Забавин засмеялся, взял чашку. Они разговорились, и он скоро узнал, что она давно работает здесь, получает по договору уже двойную ставку, что она скучает, хочет уехать в Архангельск или в Ленинград.
Поговорив о скуке, перебрав общих знакомых, заговорили о любви и счастье, и оба еще больше оживились.
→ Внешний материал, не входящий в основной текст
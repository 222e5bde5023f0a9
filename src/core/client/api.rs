//! One method per endpoint. Each builds an [`ApiRequest`] and runs it through
//! [`YfClient::call`]; payloads are returned undecoded.

use chrono::Utc;
use serde_json::Value;

use super::YfClient;
use crate::core::YfError;
use crate::core::cache::CacheMode;
use crate::core::endpoints::{self, ChartQuery};
use crate::core::models::{CalendarModule, QuoteSummaryModule};

impl YfClient {
    /// Price history and events for one symbol (`/v8/finance/chart/{ticker}`).
    ///
    /// # Errors
    ///
    /// [`YfError::InvalidParams`] for a bad symbol or window, otherwise any
    /// request error.
    #[tracing::instrument(skip(self, query), err, fields(symbol = %ticker))]
    pub async fn get_chart(
        &self,
        ticker: &str,
        query: &ChartQuery,
        mode: CacheMode,
    ) -> Result<Value, YfError> {
        self.call(endpoints::chart(self.base_url(), ticker, query)?, mode)
            .await
    }

    /// Quotes for a comma-separated list of symbols, in one request.
    ///
    /// # Errors
    ///
    /// [`YfError::InvalidParams`] for an empty list, otherwise any request or
    /// crumb error.
    #[tracing::instrument(skip(self), err)]
    pub async fn get_quote(
        &self,
        tickers: &str,
        include_pre_post: Option<bool>,
        mode: CacheMode,
    ) -> Result<Value, YfError> {
        let req = endpoints::quote(self.base_url(), tickers, include_pre_post)?;
        self.call(req, mode).await
    }

    /// Instrument type and exchange metadata for a comma-separated list of symbols.
    ///
    /// # Errors
    ///
    /// [`YfError::InvalidParams`] for an empty list, otherwise any request error.
    #[tracing::instrument(skip(self), err)]
    pub async fn get_quote_type(&self, tickers: &str, mode: CacheMode) -> Result<Value, YfError> {
        self.call(endpoints::quote_type(self.base_url(), tickers)?, mode)
            .await
    }

    /// The requested `quoteSummary` modules for one symbol.
    ///
    /// # Errors
    ///
    /// [`YfError::InvalidParams`] when `modules` is empty, otherwise any
    /// request or crumb error.
    #[tracing::instrument(skip(self, modules), err, fields(symbol = %ticker))]
    pub async fn get_quote_summary(
        &self,
        ticker: &str,
        modules: &[QuoteSummaryModule],
        mode: CacheMode,
    ) -> Result<Value, YfError> {
        self.call(
            endpoints::quote_summary(self.base_url(), ticker, modules)?,
            mode,
        )
        .await
    }

    /// Fundamentals timeseries. `types` is a comma-separated list of
    /// frequency-prefixed fields, e.g. `annualTotalRevenue,quarterlyEBIT`.
    /// `period1` defaults to 2020-01-01 and `period2` to now.
    ///
    /// # Errors
    ///
    /// [`YfError::InvalidParams`] for unknown types or an inverted window,
    /// otherwise any request error.
    #[tracing::instrument(skip(self), err, fields(symbol = %ticker))]
    pub async fn get_timeseries(
        &self,
        ticker: &str,
        types: &str,
        period1: Option<i64>,
        period2: Option<i64>,
        mode: CacheMode,
    ) -> Result<Value, YfError> {
        let req =
            endpoints::timeseries(self.base_url(), ticker, types, period1, period2, Utc::now())?;
        self.call(req, mode).await
    }

    /// Option chain for the nearest expiry.
    ///
    /// # Errors
    ///
    /// Any request or crumb error.
    #[tracing::instrument(skip(self), err, fields(symbol = %ticker))]
    pub async fn get_options(&self, ticker: &str, mode: CacheMode) -> Result<Value, YfError> {
        self.call(endpoints::options(self.base_url(), ticker)?, mode)
            .await
    }

    /// Free-text search over symbols, news and lists.
    ///
    /// # Errors
    ///
    /// [`YfError::InvalidParams`] for a blank query, otherwise any request error.
    #[tracing::instrument(skip(self), err)]
    pub async fn get_search(&self, query: &str, mode: CacheMode) -> Result<Value, YfError> {
        self.call(endpoints::search(self.base_url(), query)?, mode)
            .await
    }

    /// Symbols similar to the given ones.
    ///
    /// # Errors
    ///
    /// [`YfError::InvalidParams`] for an empty list, otherwise any request error.
    #[tracing::instrument(skip(self), err)]
    pub async fn get_recommendations(
        &self,
        tickers: &str,
        mode: CacheMode,
    ) -> Result<Value, YfError> {
        self.call(endpoints::recommendations(self.base_url(), tickers)?, mode)
            .await
    }

    /// Technical and valuation insights plus research reports.
    ///
    /// # Errors
    ///
    /// [`YfError::InvalidParams`] for an empty list, otherwise any request error.
    #[tracing::instrument(skip(self), err)]
    pub async fn get_insights(&self, tickers: &str, mode: CacheMode) -> Result<Value, YfError> {
        self.call(endpoints::insights(self.base_url(), tickers)?, mode)
            .await
    }

    /// Current analyst ratings.
    ///
    /// # Errors
    ///
    /// Any request error.
    #[tracing::instrument(skip(self), err, fields(symbol = %ticker))]
    pub async fn get_ratings(&self, ticker: &str, mode: CacheMode) -> Result<Value, YfError> {
        self.call(endpoints::ratings(self.base_url(), ticker)?, mode)
            .await
    }

    /// Headline indices per region.
    ///
    /// # Errors
    ///
    /// Any request error.
    #[tracing::instrument(skip(self), err)]
    pub async fn get_market_summaries(&self, mode: CacheMode) -> Result<Value, YfError> {
        self.call(endpoints::market_summaries(self.base_url())?, mode)
            .await
    }

    /// Trending US symbols.
    ///
    /// # Errors
    ///
    /// Any request error.
    #[tracing::instrument(skip(self), err)]
    pub async fn get_trending(&self, mode: CacheMode) -> Result<Value, YfError> {
        self.call(endpoints::trending(self.base_url())?, mode).await
    }

    /// Every currency Yahoo quotes.
    ///
    /// # Errors
    ///
    /// Any request error.
    #[tracing::instrument(skip(self), err)]
    pub async fn get_currencies(&self, mode: CacheMode) -> Result<Value, YfError> {
        self.call(endpoints::currencies(self.base_url())?, mode)
            .await
    }

    /// Earnings, economic events, IPOs and SEC reports in a window of at most
    /// 150 days. Bounds are epoch milliseconds; `end_ms` defaults to now and
    /// `start_ms` to 149 days before the end. Empty `modules` asks for all.
    ///
    /// # Errors
    ///
    /// [`YfError::InvalidParams`] for an inverted or too long window,
    /// otherwise any request error.
    #[tracing::instrument(skip(self, modules), err)]
    pub async fn get_calendar_events(
        &self,
        modules: &[CalendarModule],
        start_ms: Option<i64>,
        end_ms: Option<i64>,
        mode: CacheMode,
    ) -> Result<Value, YfError> {
        let req =
            endpoints::calendar_events(self.base_url(), modules, start_ms, end_ms, Utc::now())?;
        self.call(req, mode).await
    }
}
— Вот вы говорите о сознательной любви, — вдруг сказал Забавин, хоть Густя вовсе не говорила о сознательной любви. — Все рассуждают о любви, говорят и решают, и судят, кому кого любить. Писатели пишут о любви, читатели устраивают конференции и спорят, достоин ли он ее или она его, кто из них лучше, выше и сознательней, кто более подходит веку коммунизма. А между тем каждый из нас на своем месте никогда не может разобраться, что такое любовь! И чем больше я думаю об этом, тем больше убеждаюсь, что ib любви очень малую долю играют такие качества, как ум, — талант, честь и прочее, а главное — совсем другое, что-то такое, о чем не скажешь и чего никак не поймешь.